Древний Яхве был преимущественно богом праведности. Даровав своим почитателям Моисеев закон, он тем самым открылся им и жил в сознании тех, кто благочестиво соблюдал закон. После своего пленения иудейство, желая обеспечить себе искупление, потустороннюю жизнь и прославление Израиля, почувствовало потребность в любящем боге, который простил бы людям их грехи и распространил бы на них свою благодать, не требуя, чтобы они заслужили это безупречным исполнением закона. Это новое представление о боге появилось уже в писаниях более позднего иудейства и нашло свое выражение в народном благочестии. Но это представление нуждалось еще в прочном обосновании, подобном тому базису, которым, по-видимому, служил закон для учения о боге праведном. Тут-то и пришел на помощь гностицизм с его учением о соединении бога и человека в акте познания, с его благовествованием о ниспосланном с небес для искупления людей сыне божием, с его превращением мифического Иисуса в исторического, в носителя и проповедника всех тех религиозных идей, которые будили мысль за пределами официально-формальной иудейской религии. Тем самым новое представление о боге приобрело равноценное с законом «откровение».
«Гностицизм», — говорит В. Келер (Köhler), — «не имеет основателей; он представляет собой массовое религиозное движение». И он доказывает, что обычная ссылка церкви на Симона Мага, как на духовного отца этого движения, зиждется исключительно на «логике догматики» и лишена всякого исторического фундамента.
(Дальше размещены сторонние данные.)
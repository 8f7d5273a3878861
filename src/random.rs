//! Random gradient generation by color scheme.
//!
//! Every generator takes an explicit `&mut impl Rng`. Seeded helpers build a
//! [`StdRng`] from the seed, unseeded helpers draw a fresh OS-seeded one per
//! call, so no two call sites ever share generator state.

use rand::rngs::StdRng;
use rand::seq::IndexedRandom;
use rand::{Rng, SeedableRng};
use strum_macros::{AsRefStr, Display, EnumIter, EnumString};

use crate::color::{Hsv, Rgb, normalize_hue};
use crate::gradient::{DEFAULT_STOPS, Gradient, MAX_COLOR_STOPS};
use crate::log_debug;

/// Minimum spacing enforced between generated positions.
const MIN_POSITION_GAP: f64 = 0.01;

/// How random colors relate to each other.
#[derive(
    Debug, Clone, Copy, PartialEq, Eq, Hash, Default, Display, EnumString, EnumIter, AsRefStr,
)]
#[strum(serialize_all = "lowercase", ascii_case_insensitive)]
pub enum ColorScheme {
    /// Unconstrained hues.
    #[default]
    Random,
    Monochromatic,
    Analogous,
    Complementary,
    Triadic,
    /// Like analogous, with a wider hue spread.
    Harmonious,
}

impl ColorScheme {
    #[must_use]
    pub const fn title(self) -> &'static str {
        match self {
            Self::Random => "Random",
            Self::Monochromatic => "Monochromatic",
            Self::Analogous => "Analogous",
            Self::Complementary => "Complementary",
            Self::Triadic => "Triadic",
            Self::Harmonious => "Harmonious",
        }
    }

    /// One color drawn around `base_hue`.
    fn color<R: Rng>(self, base_hue: f64, rng: &mut R) -> Rgb {
        let around = |rng: &mut R, center: f64, spread: f64| {
            normalize_hue(center + rng.random_range(-spread..spread))
        };

        let (h, s, v) = match self {
            Self::Random => (
                rng.random_range(0.0..360.0),
                rng.random_range(0.3..1.0),
                rng.random_range(0.2..1.0),
            ),
            Self::Monochromatic => (
                around(rng, base_hue, 10.0),
                rng.random_range(0.3..0.9),
                rng.random_range(0.2..0.9),
            ),
            Self::Analogous => (
                around(rng, base_hue, 30.0),
                rng.random_range(0.5..0.9),
                rng.random_range(0.3..0.9),
            ),
            Self::Complementary => {
                let center = if rng.random::<f64>() < 0.5 {
                    base_hue
                } else {
                    normalize_hue(base_hue + 180.0)
                };
                (
                    around(rng, center, 30.0),
                    rng.random_range(0.6..1.0),
                    rng.random_range(0.3..0.9),
                )
            }
            Self::Triadic => {
                let hues = [
                    base_hue,
                    normalize_hue(base_hue + 120.0),
                    normalize_hue(base_hue + 240.0),
                ];
                let center = hues.choose(rng).copied().unwrap_or(base_hue);
                (
                    around(rng, center, 15.0),
                    rng.random_range(0.5..0.9),
                    rng.random_range(0.3..0.9),
                )
            }
            Self::Harmonious => (
                around(rng, base_hue, 45.0),
                rng.random_range(0.5..0.95),
                rng.random_range(0.3..0.9),
            ),
        };

        Hsv::new(h, s, v).to_rgb()
    }
}

/// Generate a gradient from `rng`.
///
/// `stops` is clamped to `[2, 64]`. The base hue is drawn first, then every
/// color, then the positions. Positions start with 0.0 and 1.0 followed by
/// interior positions in `[0.01, 0.99]`, are spread at least 0.01 apart where
/// possible, and are left unsorted. `seed_label` only affects the name.
pub fn generate<R: Rng>(
    rng: &mut R,
    scheme: ColorScheme,
    stops: usize,
    seed_label: Option<u64>,
) -> Gradient {
    let stops = stops.clamp(2, MAX_COLOR_STOPS);

    let base_hue = rng.random_range(0.0..360.0);
    let colors: Vec<Rgb> = (0..stops).map(|_| scheme.color(base_hue, rng)).collect();
    let positions = random_positions(stops, rng);

    let mut gradient = Gradient::from_stops(positions.into_iter().zip(colors));
    gradient.set_name(random_name(scheme, base_hue, stops, seed_label));
    gradient.metadata_mut().description =
        format!("Random {scheme} gradient with {stops} stops and random positions");

    log_debug!("Generated '{}'", gradient.name());
    gradient
}

/// Reproducible generation from `seed`.
#[must_use]
pub fn generate_seeded(scheme: ColorScheme, stops: usize, seed: u64) -> Gradient {
    generate(&mut StdRng::seed_from_u64(seed), scheme, stops, Some(seed))
}

/// Generation from the thread-local generator.
#[must_use]
pub fn generate_unseeded(scheme: ColorScheme, stops: usize) -> Gradient {
    generate(&mut rand::rng(), scheme, stops, None)
}

/// [`generate_seeded`] when a seed is given, [`generate_unseeded`] otherwise.
#[must_use]
pub fn random_gradient(scheme: ColorScheme, stops: Option<usize>, seed: Option<u64>) -> Gradient {
    let stops = stops.unwrap_or(DEFAULT_STOPS);
    match seed {
        Some(seed) => generate_seeded(scheme, stops, seed),
        None => generate_unseeded(scheme, stops),
    }
}

fn random_positions<R: Rng>(count: usize, rng: &mut R) -> Vec<f64> {
    let mut positions: Vec<f64> = vec![0.0, 1.0];
    positions.extend((2..count).map(|_| rng.random_range(0.01..0.99)));

    // later entries move away from earlier ones; order is kept
    for i in 0..positions.len() {
        for j in i + 1..positions.len() {
            if (positions[i] - positions[j]).abs() < MIN_POSITION_GAP {
                positions[j] = if positions[j] < positions[i] {
                    (positions[i] - MIN_POSITION_GAP).max(0.0)
                } else {
                    (positions[i] + MIN_POSITION_GAP).min(1.0)
                };
            }
        }
    }

    positions.truncate(count);
    positions
}

fn random_name(scheme: ColorScheme, base_hue: f64, stops: usize, seed: Option<u64>) -> String {
    let hue = hue_name(base_hue);
    let mut name = match scheme {
        ColorScheme::Monochromatic => format!("Random Monochromatic {hue}"),
        ColorScheme::Random => "Random Spectrum".to_string(),
        other => format!("Random {} ({hue} Base)", other.title()),
    };
    name.push_str(&format!(" ({stops} stops)"));
    if let Some(seed) = seed {
        name.push_str(&format!(" [Seed: {seed}]"));
    }
    name
}

/// Descriptive name for a hue in degrees; `"Mixed"` outside `[0, 360)`.
#[must_use]
pub fn hue_name(hue: f64) -> &'static str {
    const RANGES: [(f64, f64, &str); 12] = [
        (0.0, 15.0, "Red"),
        (15.0, 45.0, "Orange"),
        (45.0, 75.0, "Yellow"),
        (75.0, 105.0, "Yellow-Green"),
        (105.0, 135.0, "Green"),
        (135.0, 165.0, "Teal"),
        (165.0, 195.0, "Cyan"),
        (195.0, 225.0, "Blue"),
        (225.0, 255.0, "Indigo"),
        (255.0, 285.0, "Purple"),
        (285.0, 315.0, "Magenta"),
        (315.0, 360.0, "Red"),
    ];

    RANGES
        .iter()
        .find(|(min, max, _)| (*min..*max).contains(&hue))
        .map_or("Mixed", |&(_, _, name)| name)
}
Но если ненависть церкви к еретикам оказалась в состоянии измыслить родоначальника гностицизма, потому что она не знает безличных, массовых движений и нуждается в индивидууме, которого она могла бы предать персональной анафеме, то разве столь свойственная людям тенденция видеть свои идеалы воплощенными в определенных чтимых ими личностях не могла с таким же успехом выдумать Иисуса и приписать его личной инициативе христианское массовое движение? Теология неоднократно обращала внимание отрицающих историчность Иисуса на то обстоятельство, что существенной и Характерной чертой христианства является не столько учение его основателя, сколько, якобы, историческая личность последнего. Но один из главных представителей этой теологии, Буссе, утверждает, — и это следует рассматривать, как уступку по адресу «Мифа о Христе», — что «чисто исторический момент в сущности никогда не оказывает действия, а последнее исходит только от живого, наличного символа, в котором личное религиозное убеждение представляется в преображенном виде». Однако, если настоящей двигательной силой христианства был божественный Иисус, то что же может нас еще заставить думать, что основателем этой религии было историческое лицо?
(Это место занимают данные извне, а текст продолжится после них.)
//! Preset gradients.
//!
//! Built-ins are embedded TOML files; custom presets are added at runtime or
//! loaded from a directory of `*.toml` files using the same schema:
//!
//! ```toml
//! [meta]
//! name = "Sunset"
//! description = "Night blue to pale sky"
//! category = "Nature"
//!
//! [[stops]]
//! position = 0.0
//! color = "#0f0a27"
//! ```
//!
//! Lookups are case-insensitive and an unknown name yields the `default`
//! preset.

mod builtins;
mod schema;

use std::collections::BTreeMap;
use std::path::Path;

pub use builtins::BUILTIN_PRESETS;
pub use schema::{PresetFile, PresetMeta, StopDef};

use crate::color::Rgb;
use crate::error::GradientError;
use crate::gradient::{DEFAULT_CATEGORY, DEFAULT_NAME, Gradient, MAX_COLOR_STOPS};
use crate::{log_debug, log_error, log_warn};

/// Key of the preset returned for unknown names.
pub const DEFAULT_PRESET: &str = "default";

/// A named list of stops.
#[derive(Debug, Clone, PartialEq)]
pub struct Preset {
    /// Lookup key (lowercase).
    pub key: String,
    pub name: String,
    pub description: String,
    pub category: String,
    pub stops: Vec<(f64, Rgb)>,
    pub builtin: bool,
}

impl Preset {
    /// Parse a preset from TOML. `key` names it in the library and in errors.
    pub fn from_toml(key: &str, content: &str) -> Result<Self, GradientError> {
        let file: PresetFile = toml::from_str(content).map_err(|e| GradientError::PresetParse {
            origin: key.to_string(),
            source: e,
        })?;
        Self::from_file(key, file)
    }

    /// Read and parse a preset file; the key is the file stem.
    pub fn from_path(path: &Path) -> Result<Self, GradientError> {
        let content = std::fs::read_to_string(path).map_err(|e| GradientError::PresetIo {
            path: path.to_path_buf(),
            source: e,
        })?;
        let key = path
            .file_stem()
            .and_then(|s| s.to_str())
            .unwrap_or("unknown");
        Self::from_toml(key, &content)
    }

    fn from_file(key: &str, file: PresetFile) -> Result<Self, GradientError> {
        let mut stops = Vec::with_capacity(file.stops.len());
        for stop in file.stops.iter().take(MAX_COLOR_STOPS) {
            let color = Rgb::from_hex(&stop.color).map_err(|e| GradientError::InvalidColor {
                preset: key.to_string(),
                source: e,
            })?;
            stops.push((stop.position, color));
        }
        if file.stops.len() > MAX_COLOR_STOPS {
            log_warn!(
                "Preset '{}' has {} stops, keeping the first {}",
                key,
                file.stops.len(),
                MAX_COLOR_STOPS
            );
        }

        Ok(Self {
            key: key.to_lowercase(),
            name: file.meta.name,
            description: file.meta.description,
            category: file.meta.category,
            stops,
            builtin: false,
        })
    }

    /// Serialize back to the preset TOML schema.
    pub fn to_toml(&self) -> Result<String, GradientError> {
        let file = PresetFile {
            meta: PresetMeta {
                name: self.name.clone(),
                description: self.description.clone(),
                category: self.category.clone(),
            },
            stops: self
                .stops
                .iter()
                .map(|(position, color)| StopDef {
                    position: *position,
                    color: color.to_hex(),
                })
                .collect(),
        };
        toml::to_string_pretty(&file).map_err(|e| GradientError::PresetSerialize {
            origin: self.key.clone(),
            source: e,
        })
    }

    /// A gradient holding this preset's stops and name.
    #[must_use]
    pub fn to_gradient(&self) -> Gradient {
        let mut gradient = Gradient::from_stops(self.stops.iter().copied());
        gradient.set_name(self.name.clone());
        gradient.metadata_mut().description.clone_from(&self.description);
        gradient
    }
}

/// Built-in and custom presets.
#[derive(Debug, Clone)]
pub struct PresetLibrary {
    builtins: Vec<Preset>,
    custom: BTreeMap<String, Preset>,
}

impl Default for PresetLibrary {
    fn default() -> Self {
        Self::new()
    }
}

impl PresetLibrary {
    /// A library holding the built-in presets.
    #[must_use]
    pub fn new() -> Self {
        let builtins = BUILTIN_PRESETS
            .iter()
            .filter_map(|(key, content)| match Preset::from_toml(key, content) {
                Ok(preset) => Some(Preset {
                    builtin: true,
                    ..preset
                }),
                Err(e) => {
                    log_error!("Skipping invalid builtin preset: {}", e);
                    None
                }
            })
            .collect();

        Self {
            builtins,
            custom: BTreeMap::new(),
        }
    }

    /// Look up a preset by name. Built-ins take precedence over custom
    /// presets with the same key.
    pub fn try_get(&self, name: &str) -> Result<&Preset, GradientError> {
        let key = name.to_lowercase();
        self.builtins
            .iter()
            .find(|preset| preset.key == key)
            .or_else(|| self.custom.get(&key))
            .ok_or_else(|| GradientError::PresetNotFound(name.to_string()))
    }

    /// Look up a preset, falling back to the default preset.
    #[must_use]
    pub fn get(&self, name: &str) -> Preset {
        match self.try_get(name) {
            Ok(preset) => preset.clone(),
            Err(e) => {
                log_debug!("{}, using default", e);
                self.try_get(DEFAULT_PRESET)
                    .cloned()
                    .unwrap_or_else(|_| default_preset())
            }
        }
    }

    /// Store custom stops under `name`, keeping at most 64 stops.
    pub fn save(&mut self, name: &str, stops: &[(f64, Rgb)]) {
        let key = name.to_lowercase();
        let preset = Preset {
            key: key.clone(),
            name: name.to_string(),
            description: String::new(),
            category: DEFAULT_CATEGORY.to_string(),
            stops: stops.iter().take(MAX_COLOR_STOPS).copied().collect(),
            builtin: false,
        };
        self.custom.insert(key, preset);
    }

    /// Add an already parsed preset as a custom preset.
    pub fn insert(&mut self, preset: Preset) {
        self.custom.insert(
            preset.key.clone(),
            Preset {
                builtin: false,
                ..preset
            },
        );
    }

    /// Load every `*.toml` file in `dir` as a custom preset and return the
    /// keys loaded. Files that fail to parse are logged and skipped.
    pub fn load_dir(&mut self, dir: &Path) -> Result<Vec<String>, GradientError> {
        let entries = std::fs::read_dir(dir).map_err(|e| GradientError::PresetIo {
            path: dir.to_path_buf(),
            source: e,
        })?;

        let mut paths: Vec<_> = entries
            .flatten()
            .map(|entry| entry.path())
            .filter(|path| path.extension().is_some_and(|ext| ext == "toml"))
            .collect();
        paths.sort();

        let mut loaded = Vec::new();
        for path in paths {
            match Preset::from_path(&path) {
                Ok(preset) => {
                    loaded.push(preset.key.clone());
                    self.insert(preset);
                }
                Err(e) => log_warn!("Skipping preset {}: {}", path.display(), e),
            }
        }
        log_debug!("Loaded {} presets from {}", loaded.len(), dir.display());
        Ok(loaded)
    }

    /// Write every custom preset to `dir` as `<key>.toml`.
    pub fn save_dir(&self, dir: &Path) -> Result<(), GradientError> {
        let io_error = |path: &Path, source| GradientError::PresetIo {
            path: path.to_path_buf(),
            source,
        };
        std::fs::create_dir_all(dir).map_err(|e| io_error(dir, e))?;
        for preset in self.custom.values() {
            let path = dir.join(format!("{}.toml", preset.key));
            std::fs::write(&path, preset.to_toml()?).map_err(|e| io_error(&path, e))?;
        }
        Ok(())
    }

    /// Every preset key: built-ins first, then custom presets by key.
    #[must_use]
    pub fn names(&self) -> Vec<&str> {
        self.builtins
            .iter()
            .chain(self.custom.values())
            .map(|preset| preset.key.as_str())
            .collect()
    }

    /// Every preset, in [`names`](Self::names) order.
    pub fn iter(&self) -> impl Iterator<Item = &Preset> {
        self.builtins.iter().chain(self.custom.values())
    }
}

fn default_preset() -> Preset {
    let gradient = Gradient::new();
    Preset {
        key: DEFAULT_PRESET.to_string(),
        name: DEFAULT_NAME.to_string(),
        description: String::new(),
        category: DEFAULT_CATEGORY.to_string(),
        stops: gradient.color_stops(),
        builtin: true,
    }
}

impl Gradient {
    /// Replace stops and name with the preset's. Unknown names apply the
    /// default preset.
    pub fn apply_preset(&mut self, library: &PresetLibrary, name: &str) {
        let preset = library.get(name);
        self.set_color_stops(preset.stops);
        self.set_name(preset.name);
    }

    /// Save the current stops as a custom preset and rename the gradient.
    pub fn save_as_preset(&mut self, library: &mut PresetLibrary, name: &str) {
        library.save(name, &self.color_stops());
        self.set_name(name);
    }
}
Христианство не имеет своего основателя в обычном смысле этого слова, как не имеют его индуизм, религия Озириса, Диониса, Зевса или митраизм. Выросшее на почве религиозного голода и душевных потребностей массы, которой иудейская религия закона отрезала путь к спасению и которую мог утешить только бог любящий, а не праведный, оно возникло непосредственно из иудейства и стало с тех пор новой, отличной от него религией, прочным фундаментом для идей которой, послужил гносис и гипотеза исторического Иисуса.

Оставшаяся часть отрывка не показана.